* GOAL OF THE EXERCISE: For each line of the data below that holds "chars", copy the line.

* RECORDS FOR THE EXERCISE:
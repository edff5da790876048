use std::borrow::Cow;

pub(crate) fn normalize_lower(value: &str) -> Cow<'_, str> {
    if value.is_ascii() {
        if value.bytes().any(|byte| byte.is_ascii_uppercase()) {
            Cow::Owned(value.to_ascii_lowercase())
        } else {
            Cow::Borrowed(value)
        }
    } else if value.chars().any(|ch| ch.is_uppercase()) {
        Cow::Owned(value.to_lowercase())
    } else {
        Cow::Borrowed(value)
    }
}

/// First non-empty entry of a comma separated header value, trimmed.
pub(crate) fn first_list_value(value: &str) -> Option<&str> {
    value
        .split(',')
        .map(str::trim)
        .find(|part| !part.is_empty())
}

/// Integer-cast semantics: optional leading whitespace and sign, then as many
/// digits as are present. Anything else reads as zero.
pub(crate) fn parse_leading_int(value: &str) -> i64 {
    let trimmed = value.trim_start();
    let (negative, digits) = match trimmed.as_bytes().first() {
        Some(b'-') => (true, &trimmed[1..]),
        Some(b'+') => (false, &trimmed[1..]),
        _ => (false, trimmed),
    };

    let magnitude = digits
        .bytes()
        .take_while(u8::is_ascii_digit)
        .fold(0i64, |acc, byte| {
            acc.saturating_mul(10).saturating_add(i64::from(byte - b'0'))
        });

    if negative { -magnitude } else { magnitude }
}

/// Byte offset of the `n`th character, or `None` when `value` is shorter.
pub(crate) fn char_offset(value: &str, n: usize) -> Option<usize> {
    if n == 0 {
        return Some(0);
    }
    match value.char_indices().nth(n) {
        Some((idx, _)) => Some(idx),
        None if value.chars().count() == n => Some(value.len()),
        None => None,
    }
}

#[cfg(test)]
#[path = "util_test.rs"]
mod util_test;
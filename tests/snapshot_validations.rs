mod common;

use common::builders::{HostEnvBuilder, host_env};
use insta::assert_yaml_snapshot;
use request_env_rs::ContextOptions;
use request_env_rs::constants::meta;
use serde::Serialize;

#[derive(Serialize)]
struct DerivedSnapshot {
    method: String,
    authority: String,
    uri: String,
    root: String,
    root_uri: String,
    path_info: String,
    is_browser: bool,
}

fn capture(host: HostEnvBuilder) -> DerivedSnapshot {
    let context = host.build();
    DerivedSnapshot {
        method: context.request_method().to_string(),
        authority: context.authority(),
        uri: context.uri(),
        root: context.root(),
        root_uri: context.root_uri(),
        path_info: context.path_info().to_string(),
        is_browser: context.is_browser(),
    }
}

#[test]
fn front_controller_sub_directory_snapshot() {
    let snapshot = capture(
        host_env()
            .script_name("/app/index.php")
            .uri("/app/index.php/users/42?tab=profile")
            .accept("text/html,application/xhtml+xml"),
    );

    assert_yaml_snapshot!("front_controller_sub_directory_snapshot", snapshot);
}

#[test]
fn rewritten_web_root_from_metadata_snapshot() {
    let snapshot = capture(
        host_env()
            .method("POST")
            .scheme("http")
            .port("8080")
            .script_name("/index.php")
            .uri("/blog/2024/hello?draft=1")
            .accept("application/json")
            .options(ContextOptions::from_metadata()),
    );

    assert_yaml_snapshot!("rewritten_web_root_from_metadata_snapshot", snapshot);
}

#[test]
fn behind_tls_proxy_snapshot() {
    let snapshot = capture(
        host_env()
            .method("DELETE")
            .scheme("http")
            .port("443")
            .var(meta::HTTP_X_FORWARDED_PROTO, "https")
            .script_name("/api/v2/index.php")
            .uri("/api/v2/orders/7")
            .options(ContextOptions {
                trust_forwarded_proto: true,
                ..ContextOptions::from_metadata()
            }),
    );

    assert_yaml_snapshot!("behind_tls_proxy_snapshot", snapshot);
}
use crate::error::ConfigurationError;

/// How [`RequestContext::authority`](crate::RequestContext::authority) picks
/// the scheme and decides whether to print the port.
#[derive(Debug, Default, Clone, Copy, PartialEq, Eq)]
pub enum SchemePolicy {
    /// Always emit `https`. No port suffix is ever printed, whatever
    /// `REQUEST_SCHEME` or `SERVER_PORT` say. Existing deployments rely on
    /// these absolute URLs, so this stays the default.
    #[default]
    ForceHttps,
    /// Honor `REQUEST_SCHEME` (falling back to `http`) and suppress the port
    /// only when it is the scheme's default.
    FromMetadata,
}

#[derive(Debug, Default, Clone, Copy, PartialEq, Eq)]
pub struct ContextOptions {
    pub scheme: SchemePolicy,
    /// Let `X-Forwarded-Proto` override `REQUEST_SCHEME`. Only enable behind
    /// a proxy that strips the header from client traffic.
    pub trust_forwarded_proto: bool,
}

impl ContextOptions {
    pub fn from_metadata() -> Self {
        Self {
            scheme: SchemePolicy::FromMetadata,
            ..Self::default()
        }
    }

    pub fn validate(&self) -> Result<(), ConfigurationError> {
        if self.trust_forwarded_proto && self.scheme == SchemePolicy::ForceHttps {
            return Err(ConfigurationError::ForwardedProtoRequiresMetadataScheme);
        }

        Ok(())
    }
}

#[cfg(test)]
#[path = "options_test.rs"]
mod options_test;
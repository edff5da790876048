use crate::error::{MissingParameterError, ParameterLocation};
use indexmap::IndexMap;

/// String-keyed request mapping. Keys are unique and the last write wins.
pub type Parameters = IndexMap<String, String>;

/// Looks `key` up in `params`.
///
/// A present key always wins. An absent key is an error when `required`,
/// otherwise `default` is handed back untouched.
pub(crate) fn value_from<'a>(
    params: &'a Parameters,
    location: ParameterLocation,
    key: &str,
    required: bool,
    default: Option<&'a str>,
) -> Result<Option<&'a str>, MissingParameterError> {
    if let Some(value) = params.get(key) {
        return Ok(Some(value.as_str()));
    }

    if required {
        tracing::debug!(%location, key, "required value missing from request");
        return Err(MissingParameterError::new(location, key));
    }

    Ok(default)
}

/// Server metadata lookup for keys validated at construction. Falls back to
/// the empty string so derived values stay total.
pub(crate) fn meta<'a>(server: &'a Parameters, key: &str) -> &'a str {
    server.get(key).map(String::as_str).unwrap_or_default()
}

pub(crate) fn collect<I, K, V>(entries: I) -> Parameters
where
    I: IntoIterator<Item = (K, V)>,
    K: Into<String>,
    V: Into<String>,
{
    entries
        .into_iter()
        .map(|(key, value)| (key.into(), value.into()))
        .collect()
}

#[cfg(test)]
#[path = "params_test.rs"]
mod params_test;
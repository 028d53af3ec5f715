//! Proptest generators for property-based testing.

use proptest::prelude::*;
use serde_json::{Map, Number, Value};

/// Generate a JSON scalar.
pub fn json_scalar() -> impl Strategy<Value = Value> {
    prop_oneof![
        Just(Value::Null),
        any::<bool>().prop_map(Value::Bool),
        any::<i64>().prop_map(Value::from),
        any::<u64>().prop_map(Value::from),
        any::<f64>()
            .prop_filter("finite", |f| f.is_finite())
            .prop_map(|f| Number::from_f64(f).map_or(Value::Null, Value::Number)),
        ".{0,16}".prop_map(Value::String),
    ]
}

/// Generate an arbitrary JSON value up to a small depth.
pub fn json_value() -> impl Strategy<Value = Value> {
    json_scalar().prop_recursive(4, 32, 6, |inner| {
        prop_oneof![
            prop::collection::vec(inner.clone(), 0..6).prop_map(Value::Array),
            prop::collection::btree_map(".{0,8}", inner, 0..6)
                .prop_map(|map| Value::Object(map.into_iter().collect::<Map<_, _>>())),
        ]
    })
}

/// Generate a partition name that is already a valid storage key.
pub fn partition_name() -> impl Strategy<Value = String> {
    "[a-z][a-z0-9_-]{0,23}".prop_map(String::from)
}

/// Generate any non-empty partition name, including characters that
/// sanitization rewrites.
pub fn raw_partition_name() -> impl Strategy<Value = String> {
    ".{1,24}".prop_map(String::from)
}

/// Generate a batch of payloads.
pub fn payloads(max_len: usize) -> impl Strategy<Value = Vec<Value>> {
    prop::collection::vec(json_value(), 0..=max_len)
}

* WRITTEN ANSWER:
    } else if value.chars().any(|ch| ch.is_uppercase()) {
        None if value.chars().count() == n => Some(value.len()),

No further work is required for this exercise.